Set down the complete data exactly as it appears below.

─── MATERIAL SUPPLIED

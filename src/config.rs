//! Service configuration.
//!
//! Defaults match the standard deployment. Each value can be overridden in
//! code with the builder setters or from the environment with
//! [`LoyaltyConfig::from_env`].

use crate::code::DEFAULT_MAX_ATTEMPTS;
use crate::error::{Error, Result};
use crate::points::DEFAULT_POINTS_PER_DOLLAR;
use std::str::FromStr;
use std::time::Duration;

/// Default base for customer QR links.
pub const DEFAULT_QR_BASE_URL: &str = "https://example.com/customer";

/// Default number of write-conflict retries per assignment.
pub const DEFAULT_COLLISION_RETRIES: u32 = 3;

/// Upper bound on a single collision backoff, however many retries ran.
pub const MAX_COLLISION_BACKOFF: Duration = Duration::from_secs(5);

/// Configuration for [`LoyaltyService`](crate::LoyaltyService).
#[derive(Clone, Debug, PartialEq)]
pub struct LoyaltyConfig {
    /// Earning rate applied to every purchase.
    pub points_per_dollar: u32,

    /// Base URL customer codes are appended to.
    pub qr_base_url: String,

    /// Draws per allocation before `AllocationExhausted`.
    pub max_allocation_attempts: u32,

    /// Extra allocations after a `CodeCollision` (0 = no retry).
    pub collision_retries: u32,

    /// Base delay between collision retries, doubled on each retry up to
    /// [`MAX_COLLISION_BACKOFF`].
    pub collision_backoff: Duration,
}

impl Default for LoyaltyConfig {
    fn default() -> Self {
        LoyaltyConfig {
            points_per_dollar: DEFAULT_POINTS_PER_DOLLAR,
            qr_base_url: DEFAULT_QR_BASE_URL.to_string(),
            max_allocation_attempts: DEFAULT_MAX_ATTEMPTS,
            collision_retries: DEFAULT_COLLISION_RETRIES,
            collision_backoff: Duration::from_millis(50),
        }
    }
}

impl LoyaltyConfig {
    pub fn with_points_per_dollar(mut self, rate: u32) -> Self {
        self.points_per_dollar = rate;
        self
    }

    pub fn with_qr_base_url(mut self, url: impl Into<String>) -> Self {
        self.qr_base_url = url.into();
        self
    }

    pub fn with_max_allocation_attempts(mut self, attempts: u32) -> Self {
        self.max_allocation_attempts = attempts;
        self
    }

    pub fn with_collision_retries(mut self, retries: u32) -> Self {
        self.collision_retries = retries;
        self
    }

    pub fn with_collision_backoff(mut self, backoff: Duration) -> Self {
        self.collision_backoff = backoff;
        self
    }

    /// Defaults overridden by environment variables.
    ///
    /// - `REDEEM_POINTS_PER_DOLLAR`
    /// - `REDEEM_QR_BASE_URL`
    /// - `REDEEM_MAX_ALLOCATION_ATTEMPTS`
    /// - `REDEEM_COLLISION_RETRIES`
    /// - `REDEEM_COLLISION_BACKOFF_MS`
    ///
    /// # Errors
    ///
    /// Returns `Error::ConfigError` if a variable is set but unparsable, or the
    /// resulting configuration fails [`validate`](Self::validate).
    pub fn from_env() -> Result<Self> {
        Self::from_lookup(|key| std::env::var(key).ok())
    }

    fn from_lookup<F>(lookup: F) -> Result<Self>
    where
        F: Fn(&str) -> Option<String>,
    {
        let mut config = LoyaltyConfig::default();

        if let Some(rate) = parse_var(&lookup, "REDEEM_POINTS_PER_DOLLAR")? {
            config.points_per_dollar = rate;
        }
        if let Some(url) = lookup("REDEEM_QR_BASE_URL") {
            config.qr_base_url = url;
        }
        if let Some(attempts) = parse_var(&lookup, "REDEEM_MAX_ALLOCATION_ATTEMPTS")? {
            config.max_allocation_attempts = attempts;
        }
        if let Some(retries) = parse_var(&lookup, "REDEEM_COLLISION_RETRIES")? {
            config.collision_retries = retries;
        }
        if let Some(ms) = parse_var::<u64, _>(&lookup, "REDEEM_COLLISION_BACKOFF_MS")? {
            config.collision_backoff = Duration::from_millis(ms);
        }

        config.validate()?;
        Ok(config)
    }

    /// Check value ranges.
    ///
    /// # Errors
    ///
    /// Returns `Error::ConfigError` for a zero rate, a zero attempt budget or
    /// a base URL that does not parse.
    pub fn validate(&self) -> Result<()> {
        if self.points_per_dollar == 0 {
            return Err(Error::ConfigError(
                "points_per_dollar must be greater than 0".to_string(),
            ));
        }
        if self.max_allocation_attempts == 0 {
            return Err(Error::ConfigError(
                "max_allocation_attempts must be greater than 0".to_string(),
            ));
        }
        url::Url::parse(&self.qr_base_url).map_err(|e| {
            Error::ConfigError(format!("invalid qr_base_url {}: {}", self.qr_base_url, e))
        })?;
        Ok(())
    }
}

fn parse_var<T, F>(lookup: &F, key: &str) -> Result<Option<T>>
where
    T: FromStr,
    F: Fn(&str) -> Option<String>,
{
    match lookup(key) {
        None => Ok(None),
        Some(raw) => raw
            .trim()
            .parse()
            .map(Some)
            .map_err(|_| Error::ConfigError(format!("{} has invalid value {:?}", key, raw))),
    }
}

──────

§ **SOLVED PROBLEM**:
filename src/config.rs
//! Service configuration.
//!
//! Defaults match the standard deployment. Each value can be overridden in
//! code with the builder setters or from the environment with
//! [`LoyaltyConfig::from_env`].

use crate::code::DEFAULT_MAX_ATTEMPTS;
use crate::error::{Error, Result};
use crate::points::DEFAULT_POINTS_PER_DOLLAR;
use std::str::FromStr;
use std::time::Duration;

/// Default base for customer QR links.
pub const DEFAULT_QR_BASE_URL: &str = "https://example.com/customer";

/// Default number of write-conflict retries per assignment.
pub const DEFAULT_COLLISION_RETRIES: u32 = 3;

/// Upper bound on a single collision backoff, however many retries ran.
pub const MAX_COLLISION_BACKOFF: Duration = Duration::from_secs(5);

/// Configuration for [`LoyaltyService`](crate::LoyaltyService).
#[derive(Clone, Debug, PartialEq)]
pub struct LoyaltyConfig {
    /// Earning rate applied to every purchase.
    pub points_per_dollar: u32,

    /// Base URL customer codes are appended to.
    pub qr_base_url: String,

    /// Draws per allocation before `AllocationExhausted`.
    pub max_allocation_attempts: u32,

    /// Extra allocations after a `CodeCollision` (0 = no retry).
    pub collision_retries: u32,

    /// Base delay between collision retries, doubled on each retry up to
    /// [`MAX_COLLISION_BACKOFF`].
    pub collision_backoff: Duration,
}

impl Default for LoyaltyConfig {
    fn default() -> Self {
        LoyaltyConfig {
            points_per_dollar: DEFAULT_POINTS_PER_DOLLAR,
            qr_base_url: DEFAULT_QR_BASE_URL.to_string(),
            max_allocation_attempts: DEFAULT_MAX_ATTEMPTS,
            collision_retries: DEFAULT_COLLISION_RETRIES,
            collision_backoff: Duration::from_millis(50),
        }
    }
}

impl LoyaltyConfig {
    pub fn with_points_per_dollar(mut self, rate: u32) -> Self {
        self.points_per_dollar = rate;
        self
    }

    pub fn with_qr_base_url(mut self, url: impl Into<String>) -> Self {
        self.qr_base_url = url.into();
        self
    }

    pub fn with_max_allocation_attempts(mut self, attempts: u32) -> Self {
        self.max_allocation_attempts = attempts;
        self
    }

    pub fn with_collision_retries(mut self, retries: u32) -> Self {
        self.collision_retries = retries;
        self
    }

    pub fn with_collision_backoff(mut self, backoff: Duration) -> Self {
        self.collision_backoff = backoff;
        self
    }

    /// Defaults overridden by environment variables.
    ///
    /// - `REDEEM_POINTS_PER_DOLLAR`
    /// - `REDEEM_QR_BASE_URL`
    /// - `REDEEM_MAX_ALLOCATION_ATTEMPTS`
    /// - `REDEEM_COLLISION_RETRIES`
    /// - `REDEEM_COLLISION_BACKOFF_MS`
    ///
    /// # Errors
    ///
    /// Returns `Error::ConfigError` if a variable is set but unparsable, or the
    /// resulting configuration fails [`validate`](Self::validate).
    pub fn from_env() -> Result<Self> {
        Self::from_lookup(|key| std::env::var(key).ok())
    }

    fn from_lookup<F>(lookup: F) -> Result<Self>
    where
        F: Fn(&str) -> Option<String>,
    {
        let mut config = LoyaltyConfig::default();

        if let Some(rate) = parse_var(&lookup, "REDEEM_POINTS_PER_DOLLAR")? {
            config.points_per_dollar = rate;
        }
        if let Some(url) = lookup("REDEEM_QR_BASE_URL") {
            config.qr_base_url = url;
        }
        if let Some(attempts) = parse_var(&lookup, "REDEEM_MAX_ALLOCATION_ATTEMPTS")? {
            config.max_allocation_attempts = attempts;
        }
        if let Some(retries) = parse_var(&lookup, "REDEEM_COLLISION_RETRIES")? {
            config.collision_retries = retries;
        }
        if let Some(ms) = parse_var::<u64, _>(&lookup, "REDEEM_COLLISION_BACKOFF_MS")? {
            config.collision_backoff = Duration::from_millis(ms);
        }

        config.validate()?;
        Ok(config)
    }

    /// Check value ranges.
    ///
    /// # Errors
    ///
    /// Returns `Error::ConfigError` for a zero rate, a zero attempt budget or
    /// a base URL that does not parse.
    pub fn validate(&self) -> Result<()> {
        if self.points_per_dollar == 0 {
            return Err(Error::ConfigError(
                "points_per_dollar must be greater than 0".to_string(),
            ));
        }
        if self.max_allocation_attempts == 0 {
            return Err(Error::ConfigError(
                "max_allocation_attempts must be greater than 0".to_string(),
            ));
        }
        url::Url::parse(&self.qr_base_url).map_err(|e| {
            Error::ConfigError(format!("invalid qr_base_url {}: {}", self.qr_base_url, e))
        })?;
        Ok(())
    }
}

fn parse_var<T, F>(lookup: &F, key: &str) -> Result<Option<T>>
where
    T: FromStr,
    F: Fn(&str) -> Option<String>,
{
    match lookup(key) {
        None => Ok(None),
        Some(raw) => raw
            .trim()
            .parse()
            .map(Some)
            .map_err(|_| Error::ConfigError(format!("{} has invalid value {:?}", key, raw))),
    }
}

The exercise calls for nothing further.